Assigned task:
Your reply should be made up of every line in the records below that holds the string "contains".

Information given:
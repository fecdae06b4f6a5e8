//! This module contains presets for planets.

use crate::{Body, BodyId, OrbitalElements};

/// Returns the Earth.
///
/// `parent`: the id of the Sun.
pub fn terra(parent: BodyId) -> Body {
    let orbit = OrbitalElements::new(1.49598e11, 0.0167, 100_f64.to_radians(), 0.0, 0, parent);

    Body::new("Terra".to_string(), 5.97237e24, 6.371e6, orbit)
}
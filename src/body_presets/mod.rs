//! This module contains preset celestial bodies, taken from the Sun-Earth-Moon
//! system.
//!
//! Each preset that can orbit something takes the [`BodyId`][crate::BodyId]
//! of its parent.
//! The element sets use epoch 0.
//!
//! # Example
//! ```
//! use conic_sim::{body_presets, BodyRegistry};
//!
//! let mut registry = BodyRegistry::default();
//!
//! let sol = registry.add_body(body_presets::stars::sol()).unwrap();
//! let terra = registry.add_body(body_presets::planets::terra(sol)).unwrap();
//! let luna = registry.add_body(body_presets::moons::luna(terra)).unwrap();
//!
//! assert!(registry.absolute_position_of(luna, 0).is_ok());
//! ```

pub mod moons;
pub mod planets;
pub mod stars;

Solution:
//! This module contains presets for planets.
//! This module contains preset celestial bodies, taken from the Sun-Earth-Moon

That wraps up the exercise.